**PROBLEM:** An identical copy of all the entries is the required result.

**Dataset entries:**
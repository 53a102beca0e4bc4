//! Error types for the transfer engine.

use std::fmt;
use std::sync::Arc;

use reqwest::StatusCode;
use thiserror::Error;

/// Broad classification of a transfer failure.
///
/// HTTP status codes map onto kinds at error construction time via
/// [`ErrorKind::from_status`]; everything else falls out of the error
/// variant itself.
#[derive(Debug, Clone, Copy, PartialEq, Eq, Hash)]
pub enum ErrorKind {
    /// The remote resource does not exist (HTTP 404).
    NotFound,
    /// The remote resource already exists (HTTP 409).
    AlreadyExists,
    /// Access to the remote resource is forbidden (HTTP 403).
    Forbidden,
    /// The request lacked valid credentials (HTTP 401).
    NotAuthorized,
    /// The request or local options were invalid (HTTP 400).
    InvalidOptions,
    /// The payload exceeded a remote limit (HTTP 413).
    TooLarge,
    /// The remote is throttling requests (HTTP 429).
    TooManyRequests,
    /// The remote does not implement the operation (HTTP 501).
    NotSupported,
    /// Anything that does not fit another kind.
    Unknown,
    /// A local filesystem failure.
    Io,
    /// A response failed validation, e.g. a missing Content-Length header.
    Validation,
}

impl ErrorKind {
    /// Map an HTTP status code to an error kind.
    pub fn from_status(status: StatusCode) -> Self {
        match status.as_u16() {
            400 => Self::InvalidOptions,
            401 => Self::NotAuthorized,
            403 => Self::Forbidden,
            404 => Self::NotFound,
            409 => Self::AlreadyExists,
            413 => Self::TooLarge,
            429 => Self::TooManyRequests,
            501 => Self::NotSupported,
            _ => Self::Unknown,
        }
    }
}

impl fmt::Display for ErrorKind {
    fn fmt(&self, f: &mut fmt::Formatter<'_>) -> fmt::Result {
        let name = match self {
            Self::NotFound => "not found",
            Self::AlreadyExists => "already exists",
            Self::Forbidden => "forbidden",
            Self::NotAuthorized => "not authorized",
            Self::InvalidOptions => "invalid options",
            Self::TooLarge => "too large",
            Self::TooManyRequests => "too many requests",
            Self::NotSupported => "not supported",
            Self::Unknown => "unknown",
            Self::Io => "io",
            Self::Validation => "validation",
        };
        f.write_str(name)
    }
}

/// Errors that can occur while transferring files.
#[derive(Debug, Error)]
pub enum TransferError {
    /// HTTP transport error.
    #[error("HTTP error: {0}")]
    Http(#[from] reqwest::Error),

    /// The remote replied with a non-success status code.
    #[error("Request failed with status code {status}")]
    Status {
        /// HTTP status code of the response.
        status: u16,
        /// Kind derived from the status code.
        kind: ErrorKind,
    },

    /// A download response failed validation.
    #[error("{message}")]
    Download {
        /// Human-readable description of the validation failure.
        message: String,
        /// Whether the failure is worth retrying.
        transient: bool,
    },

    /// I/O error against the local filesystem.
    #[error("I/O error: {0}")]
    Io(#[from] std::io::Error),

    /// Missing required field in a builder.
    #[error("missing required field: {0}")]
    MissingField(String),

    /// Invalid option or parameter value.
    #[error("invalid options: {0}")]
    InvalidOptions(String),

    /// Invalid URL construction.
    #[error("invalid URL: {0}")]
    InvalidUrl(String),

    /// The upload protocol returned an unusable response.
    #[error("upload protocol error: {0}")]
    Protocol(String),
}

/// A specialized `Result` type for transfer operations.
pub type Result<T> = std::result::Result<T, TransferError>;

/// A transfer error shared between pipeline stages and event payloads.
pub type SharedError = Arc<TransferError>;

impl TransferError {
    /// Build an error from a non-success HTTP status.
    pub fn from_status(status: StatusCode) -> Self {
        Self::Status {
            status: status.as_u16(),
            kind: ErrorKind::from_status(status),
        }
    }

    /// Returns the kind of this error.
    pub fn kind(&self) -> ErrorKind {
        match self {
            Self::Http(_) => ErrorKind::Unknown,
            Self::Status { kind, .. } => *kind,
            Self::Download { .. } => ErrorKind::Validation,
            Self::Io(_) => ErrorKind::Io,
            Self::MissingField(_) | Self::InvalidOptions(_) | Self::InvalidUrl(_) => {
                ErrorKind::InvalidOptions
            }
            Self::Protocol(_) => ErrorKind::Unknown,
        }
    }

    /// Whether the retry loop should attempt this failure again.
    ///
    /// Network-level errors, HTTP 5xx, HTTP 429, and truncated download
    /// bodies are transient; other HTTP statuses and validation failures
    /// are not.
    pub fn is_transient(&self) -> bool {
        match self {
            Self::Http(_) => true,
            Self::Status { status, .. } => *status >= 500 || *status == 429,
            Self::Download { transient, .. } => *transient,
            _ => false,
        }
    }
}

**ANSWER AREA:**
repository 53a102beca0e4bc4
//! Error types for the transfer engine.

use std::fmt;
use std::sync::Arc;

use reqwest::StatusCode;
use thiserror::Error;

/// Broad classification of a transfer failure.
///
/// HTTP status codes map onto kinds at error construction time via
/// [`ErrorKind::from_status`]; everything else falls out of the error
/// variant itself.
#[derive(Debug, Clone, Copy, PartialEq, Eq, Hash)]
pub enum ErrorKind {
    /// The remote resource does not exist (HTTP 404).
    NotFound,
    /// The remote resource already exists (HTTP 409).
    AlreadyExists,
    /// Access to the remote resource is forbidden (HTTP 403).
    Forbidden,
    /// The request lacked valid credentials (HTTP 401).
    NotAuthorized,
    /// The request or local options were invalid (HTTP 400).
    InvalidOptions,
    /// The payload exceeded a remote limit (HTTP 413).
    TooLarge,
    /// The remote is throttling requests (HTTP 429).
    TooManyRequests,
    /// The remote does not implement the operation (HTTP 501).
    NotSupported,
    /// Anything that does not fit another kind.
    Unknown,
    /// A local filesystem failure.
    Io,
    /// A response failed validation, e.g. a missing Content-Length header.
    Validation,
}

impl ErrorKind {
    /// Map an HTTP status code to an error kind.
    pub fn from_status(status: StatusCode) -> Self {
        match status.as_u16() {
            400 => Self::InvalidOptions,
            401 => Self::NotAuthorized,
            403 => Self::Forbidden,
            404 => Self::NotFound,
            409 => Self::AlreadyExists,
            413 => Self::TooLarge,
            429 => Self::TooManyRequests,
            501 => Self::NotSupported,
            _ => Self::Unknown,
        }
    }
}

impl fmt::Display for ErrorKind {
    fn fmt(&self, f: &mut fmt::Formatter<'_>) -> fmt::Result {
        let name = match self {
            Self::NotFound => "not found",
            Self::AlreadyExists => "already exists",
            Self::Forbidden => "forbidden",
            Self::NotAuthorized => "not authorized",
            Self::InvalidOptions => "invalid options",
            Self::TooLarge => "too large",
            Self::TooManyRequests => "too many requests",
            Self::NotSupported => "not supported",
            Self::Unknown => "unknown",
            Self::Io => "io",
            Self::Validation => "validation",
        };
        f.write_str(name)
    }
}

/// Errors that can occur while transferring files.
#[derive(Debug, Error)]
pub enum TransferError {
    /// HTTP transport error.
    #[error("HTTP error: {0}")]
    Http(#[from] reqwest::Error),

    /// The remote replied with a non-success status code.
    #[error("Request failed with status code {status}")]
    Status {
        /// HTTP status code of the response.
        status: u16,
        /// Kind derived from the status code.
        kind: ErrorKind,
    },

    /// A download response failed validation.
    #[error("{message}")]
    Download {
        /// Human-readable description of the validation failure.
        message: String,
        /// Whether the failure is worth retrying.
        transient: bool,
    },

    /// I/O error against the local filesystem.
    #[error("I/O error: {0}")]
    Io(#[from] std::io::Error),

    /// Missing required field in a builder.
    #[error("missing required field: {0}")]
    MissingField(String),

    /// Invalid option or parameter value.
    #[error("invalid options: {0}")]
    InvalidOptions(String),

    /// Invalid URL construction.
    #[error("invalid URL: {0}")]
    InvalidUrl(String),

    /// The upload protocol returned an unusable response.
    #[error("upload protocol error: {0}")]
    Protocol(String),
}

/// A specialized `Result` type for transfer operations.
pub type Result<T> = std::result::Result<T, TransferError>;

/// A transfer error shared between pipeline stages and event payloads.
pub type SharedError = Arc<TransferError>;

impl TransferError {
    /// Build an error from a non-success HTTP status.
    pub fn from_status(status: StatusCode) -> Self {
        Self::Status {
            status: status.as_u16(),
            kind: ErrorKind::from_status(status),
        }
    }

    /// Returns the kind of this error.
    pub fn kind(&self) -> ErrorKind {
        match self {
            Self::Http(_) => ErrorKind::Unknown,
            Self::Status { kind, .. } => *kind,
            Self::Download { .. } => ErrorKind::Validation,
            Self::Io(_) => ErrorKind::Io,
            Self::MissingField(_) | Self::InvalidOptions(_) | Self::InvalidUrl(_) => {
                ErrorKind::InvalidOptions
            }
            Self::Protocol(_) => ErrorKind::Unknown,
        }
    }

    /// Whether the retry loop should attempt this failure again.
    ///
    /// Network-level errors, HTTP 5xx, HTTP 429, and truncated download
    /// bodies are transient; other HTTP statuses and validation failures
    /// are not.
    pub fn is_transient(&self) -> bool {
        match self {
            Self::Http(_) => true,
            Self::Status { status, .. } => *status >= 500 || *status == 429,
            Self::Download { transient, .. } => *transient,
            _ => false,
        }
    }
}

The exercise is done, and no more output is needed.